How to Sound Like U2's The Edge

Not many guitar players over the past decades have had such a unique tone as David Howell Evans. Widely known after his nickname "The Edge," David pretty much defined the sound and style of the legendary Irish-based group U2. Although Bono might be the most famous musician from the group, it's Edge who defined their sound. And, interestingly enough, he managed to do it with a very simple approach. There is no flashy speed runs all across the fretboard or any other tricks that guitar fanatics might love. It's just a very straightforward rock playing.

However, despite its simplicity, the band's exact tone is hard to replicate. But aside from the band's amazing rhythm section, featuring Larry Mullen Jr. on drums and Adam Clayton on the bass guitar, it's Edge who's rather difficult to figure out. As weird as it might seem, it all mostly comes down to his gear, how he organizes stuff in his signal chain, as well as his settings. This is why we decided to look more into the matter and find out, how anyone can sound like Edge. We'll also try and explain a few tricks on how you can do this without spending a fortune.
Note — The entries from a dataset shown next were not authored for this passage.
//! Built-in pipeline assembly.
//!
//! Wires the task DAG the tool runs: name resolution feeds every
//! platform-specific output, the four platform filters and the archive
//! bundle depend only on it and write to disjoint staging destinations, so
//! they execute concurrently. Template sources are discovered by include
//! pattern at execution time - a pattern matching nothing fails the owning
//! task rather than silently producing no output.

use crate::config::{ArchiveConfig, PipelineConfig};
use crate::pipeline::archive::{self, ArchiveEntry, ArchiveSpec, DependencyUnit};
use crate::pipeline::env::EnvironmentView;
use crate::pipeline::error::{Context, Error, Result};
use crate::pipeline::name::{DEFAULT_DISPLAY_NAME, NameResolver, ProductName};
use crate::pipeline::task::{Orchestrator, PipelineTask, RunSummary};
use crate::pipeline::template::{self, LineRule, TemplateFormat, TemplateTarget};
use crate::pipeline::tokens::TokenMap;
use crate::pipeline::utils;
use std::path::{Path, PathBuf};
use std::sync::{Arc, OnceLock};

/// Task id of the name-resolution step every output depends on.
pub const RESOLVE_NAMES: &str = "resolve-names";
/// Task id of the structured-resource sweep.
pub const PROCESS_RESOURCES: &str = "process-resources";
/// Task id of the AppImage desktop-entry filter.
pub const FILTER_APPIMAGE: &str = "filter-appimage";
/// Task id of the Inno Setup script filter.
pub const FILTER_INNOSETUP: &str = "filter-innosetup";
/// Task id of the Inno Setup Pascal helper filter.
pub const FILTER_INNOSETUP_SCRIPTS: &str = "filter-innosetup-scripts";
/// Task id of the packr manifest filter.
pub const FILTER_PACKR: &str = "filter-packr";
/// Task id of the macOS Info.plist filter.
pub const FILTER_OSX: &str = "filter-osx";
/// Task id of the archive bundle step.
pub const BUNDLE_ARCHIVE: &str = "bundle-archive";

/// Properties file recording the resolved name triple.
pub const STATE_FILE: &str = "app-name.properties";
/// Machine-readable per-task outcome report.
pub const REPORT_FILE: &str = "pipeline-report.json";

const FILTERED_DIR: &str = "filtered-resources";
const PACKR_DIR: &str = "packr";
const RESOURCES_DIR: &str = "resources";

/// Shared, read-only state for one pipeline run.
///
/// The resolved names are published once by the resolve task and read-only
/// afterwards, so concurrent readers need no synchronization.
struct RunContext {
    config: PipelineConfig,
    env: EnvironmentView,
    name_override: Option<String>,
    lower_override: Option<String>,
    resolved: OnceLock<(ProductName, TokenMap)>,
}

impl RunContext {
    fn resolved(&self) -> Result<&(ProductName, TokenMap)> {
        self.resolved
            .get()
            .ok_or_else(|| Error::GenericError("product names are not resolved".to_string()))
    }
}

/// Assembles and runs the built-in pipeline.
///
/// Produces, under the staging directory: the minimized executable archive,
/// the filtered platform descriptors, the name-triple state file and the
/// JSON run report. Returns the per-task summary; the run as a whole
/// succeeded only if [`RunSummary::success`] holds.
pub async fn run_pipeline(
    config: PipelineConfig,
    name_override: Option<String>,
    lower_override: Option<String>,
    env: EnvironmentView,
) -> Result<RunSummary> {
    let staging = config.staging.dir.clone();
    utils::fs::create_dir_all(&staging).await?;

    let ctx = Arc::new(RunContext {
        config,
        env,
        name_override,
        lower_override,
        resolved: OnceLock::new(),
    });

    let mut orchestrator = Orchestrator::new();

    {
        let ctx = Arc::clone(&ctx);
        orchestrator.add(PipelineTask::new(RESOLVE_NAMES, &[], move || {
            resolve_names(ctx)
        }));
    }

    if ctx.config.resources.root.is_some() {
        let ctx = Arc::clone(&ctx);
        orchestrator.add(PipelineTask::new(
            PROCESS_RESOURCES,
            &[RESOLVE_NAMES],
            move || process_resources(ctx),
        ));
    }

    add_filter_task(
        &mut orchestrator,
        &ctx,
        FILTER_APPIMAGE,
        ctx.config.resources.appimage.clone(),
        "*.desktop",
        staging.join(FILTERED_DIR),
        TemplateFormat::StructuredExpand,
        Vec::new(),
    );
    add_filter_task(
        &mut orchestrator,
        &ctx,
        FILTER_INNOSETUP,
        ctx.config.resources.innosetup.clone(),
        "*.iss",
        staging.join(FILTERED_DIR),
        TemplateFormat::StructuredExpand,
        Vec::new(),
    );
    add_filter_task(
        &mut orchestrator,
        &ctx,
        FILTER_INNOSETUP_SCRIPTS,
        ctx.config.resources.innosetup.clone(),
        "*.pas",
        staging.join(FILTERED_DIR),
        TemplateFormat::LineReplace,
        ctx.config.resources.script_rules.clone(),
    );
    add_filter_task(
        &mut orchestrator,
        &ctx,
        FILTER_PACKR,
        ctx.config.resources.packr.clone(),
        "*.json",
        staging.join(PACKR_DIR),
        TemplateFormat::LineReplace,
        ctx.config.resources.packr_rules.clone(),
    );
    add_filter_task(
        &mut orchestrator,
        &ctx,
        FILTER_OSX,
        ctx.config.resources.osx.clone(),
        "Info.plist",
        staging.join(FILTERED_DIR),
        TemplateFormat::StructuredExpand,
        Vec::new(),
    );

    if !ctx.config.archive.units.is_empty() {
        let ctx = Arc::clone(&ctx);
        orchestrator.add(PipelineTask::new(
            BUNDLE_ARCHIVE,
            &[RESOLVE_NAMES],
            move || bundle_archive(ctx),
        ));
    } else {
        log::debug!("No archive units declared, skipping archive registration");
    }

    let summary = orchestrator.run().await?;

    if let Err(e) = summary.write_json(&staging.join(REPORT_FILE)).await {
        log::warn!("Failed to write run report: {}", e);
    }

    Ok(summary)
}

#[allow(clippy::too_many_arguments)]
fn add_filter_task(
    orchestrator: &mut Orchestrator,
    ctx: &Arc<RunContext>,
    id: &'static str,
    source_dir: PathBuf,
    include: &'static str,
    dest_dir: PathBuf,
    format: TemplateFormat,
    rules: Vec<LineRule>,
) {
    let ctx = Arc::clone(ctx);
    orchestrator.add(PipelineTask::new(id, &[RESOLVE_NAMES], move || {
        filter_sources(ctx, source_dir, include, dest_dir, format, rules)
    }));
}

/// Resolves the product name triple, persists it, exports it to the CI
/// environment file and publishes the run's token map.
async fn resolve_names(ctx: Arc<RunContext>) -> Result<()> {
    let resolver = NameResolver::new(
        ctx.config.staging.dir.join(STATE_FILE),
        DEFAULT_DISPLAY_NAME,
    );
    let configured = ctx
        .name_override
        .as_deref()
        .or(ctx.config.product.name.as_deref());
    let lower = ctx
        .lower_override
        .as_deref()
        .or(ctx.config.product.lower.as_deref());

    let product = resolver.resolve(configured, lower);
    log::info!(
        "Resolved product name: {} ({} / {})",
        product.display(),
        product.normalized(),
        product.upper()
    );

    resolver.persist(&product).await?;
    resolver.export_ci_env(&product, &ctx.env).await?;

    let mut statics = ctx.config.tokens.clone();
    if let Some(website) = &ctx.config.product.website {
        statics
            .entry("website".to_string())
            .or_insert_with(|| website.clone());
    }
    let tokens = TokenMap::build(&product, &ctx.env, &statics);

    let _ = ctx.resolved.set((product, tokens));
    Ok(())
}

/// Filters every source matching `include` under `source_dir` into
/// `dest_dir`.
async fn filter_sources(
    ctx: Arc<RunContext>,
    source_dir: PathBuf,
    include: &'static str,
    dest_dir: PathBuf,
    format: TemplateFormat,
    rules: Vec<LineRule>,
) -> Result<()> {
    let (_, tokens) = ctx.resolved()?;

    for source in discover(&source_dir.join(include))? {
        let file_name = source
            .file_name()
            .context("template source has no file name")?;
        let target = TemplateTarget {
            destination: dest_dir.join(file_name),
            source,
            format,
            rules: rules.clone(),
        };
        template::apply(&target, tokens).await?;
        log::info!(
            "✓ Filtered {} -> {}",
            target.source.display(),
            target.destination.display()
        );
    }
    Ok(())
}

/// Structured-expansion sweep over `*.properties` and `*.xml` files beneath
/// the configured resources root.
///
/// Unlike the declared platform filters, an empty sweep is not an error -
/// the root is a tree, not a specific expected file. A missing root is.
async fn process_resources(ctx: Arc<RunContext>) -> Result<()> {
    let (_, tokens) = ctx.resolved()?;
    let Some(root) = ctx.config.resources.root.clone() else {
        return Ok(());
    };
    if !root.is_dir() {
        return Err(Error::MissingResource { path: root });
    }

    let dest_root = ctx.config.staging.dir.join(RESOURCES_DIR);
    let mut sources: Vec<PathBuf> = walkdir::WalkDir::new(&root)
        .into_iter()
        .filter_map(|entry| entry.ok())
        .filter(|entry| entry.file_type().is_file())
        .map(|entry| entry.into_path())
        .filter(|path| {
            matches!(
                path.extension().and_then(|ext| ext.to_str()),
                Some("properties") | Some("xml")
            )
        })
        .collect();
    sources.sort();

    for source in sources {
        let rel = source
            .strip_prefix(&root)
            .context("resource path escapes the resources root")?
            .to_path_buf();
        let target = TemplateTarget {
            destination: dest_root.join(rel),
            source,
            format: TemplateFormat::StructuredExpand,
            rules: Vec::new(),
        };
        template::apply(&target, tokens).await?;
        log::info!("✓ Filtered {}", target.destination.display());
    }
    Ok(())
}

/// Bundles the declared archive units into the staging area.
async fn bundle_archive(ctx: Arc<RunContext>) -> Result<()> {
    let (product, _) = ctx.resolved()?;
    let spec = build_archive_spec(&ctx.config.archive, product)?;
    archive::bundle(&spec, &ctx.config.staging.dir).await?;
    Ok(())
}

/// Flattens the archive configuration into a bundling spec, deriving the
/// output name from the resolved product.
fn build_archive_spec(config: &ArchiveConfig, product: &ProductName) -> Result<ArchiveSpec> {
    let entry_point = config
        .entry_point
        .clone()
        .ok_or_else(|| Error::Reachability("archive entry point is not declared".to_string()))?;

    let units = config
        .units
        .iter()
        .map(|unit| DependencyUnit {
            name: unit.name.clone(),
            refs: unit.refs.clone(),
        })
        .collect();

    let entries = config
        .units
        .iter()
        .flat_map(|unit| {
            unit.files.iter().map(|file| ArchiveEntry {
                unit: unit.name.clone(),
                source: file.source.clone(),
                archive_path: file.archive_path.clone(),
            })
        })
        .collect();

    Ok(ArchiveSpec {
        units,
        entries,
        entry_point,
        keep: config.keep.clone(),
        output_name: format!("{}.{}", product.display(), config.extension),
    })
}

/// Returns the sorted files matching an include pattern.
///
/// A pattern matching nothing is a missing resource: every declared filter
/// expects its sources to exist, and a deleted source must be reported
/// rather than silently skipped.
fn discover(pattern: &Path) -> Result<Vec<PathBuf>> {
    let text = pattern.to_string_lossy();
    let mut found: Vec<PathBuf> = glob::glob(&text)?
        .filter_map(|entry| entry.ok())
        .filter(|path| path.is_file())
        .collect();
    found.sort();

    if found.is_empty() {
        return Err(Error::MissingResource {
            path: pattern.to_path_buf(),
        });
    }
    Ok(found)
}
As you may already know, Edge is famous for his use of Gibson Explorer. Although mostly associated with hard rock and metal music, the guitar gives him that much-needed edge in his tone (pun intended) before going into other components of his rig. Aside from Explorers, you'll find Fender Strats, Gibson SGs, Fender Telecasters, as well as a few interesting Gretsch hollow-body guitars. Of course, there's also the Epiphone Casino, Fender Jaguar, and even the somewhat odd Gibson ES-335.

Knowing that these guitars can get quite pricy, you can try a few other alternatives. For that classic Gibson tone, you can go with an Epiphone Explorer, or even Epiphone Les Paul Standard. However, in our opinion, you can always go with a Telecaster and get that sharp and "twangy" tone in going. A simple Squier Tele will do the trick. For the perfect budget variant, we'd go with any guitar that has humbucker-single-single formation and a coil-split feature. This way, you'll cover all the necessary territories and have both single-coil and humbucker tones.


But what the Edge's is most famous for is his use of delay pedals. For this purpose, he uses analog delays, which give his tone a very unique vibe. However, for this purpose, you can use even a cheaper analog delay, like MXR's Carbon Copy. At the same time, many digital delays today have a few features that will "muffle" the tone and even make it sound like tape-based effects. But if you want more variety in there and some of the "unconventional" delays presets and features, then you can go with a device like Boss DD-500.

Another important component that can get your tone closer to his is a clean boost pedal. MXR M133 Micro Amp is a nice cheap example, but you can also do some boosting with compressor pedals as well since that's another essential element to his tone. He's very fond of the good old Boss CS-2, but you can go with the company's current model, the CS-3. Of course, MXR Dyna Compressor is another good example, and even Edge used it here and there.

There's also a bunch of unusual modulation and other pedals in there. For instance, he's a fan of Lovetone pedals, the Meatball envelope filter, and Doppelganger oscillator phaser and vibrato effect. Of course, his signal chain was quite flexible, and a lot of stuff went in and out of it.

And for distortion, he's always had a wide palette of pedals, anything from smooth overdrives and up to very harsh-sounding fuzz pedals. Boss' Turbo Overdrive OD-2 and Ibanez's Tube Screamer are just some of the examples, but you can also find the classic Big Muff Pi and even the rare Univox Super-Fuzz. Aside from the Super-Fuzz, these other distortion pedals are fairly easy to come by these days and are not that expensive. The only problem here is that you'll have to do a lot of listening and tweaking to capture his "shade" of distortion.


As far as the amps go, he's mostly been into old Vox and Fender stuff. One of the rare exceptions is the legendary Roland Jazz Chorus, the JC-120 model, which is widely considered to be the best solid-state amp of all time. However, all of these are pretty expensive, especially if you're looking for the old models from the 1960s. A simple Vox tube amp can do the trick, like the AC15 or the AC30. However, you can easily go with a smaller version of Roland's Jazz Chorus, like the JC-40 or even the JC-22 model.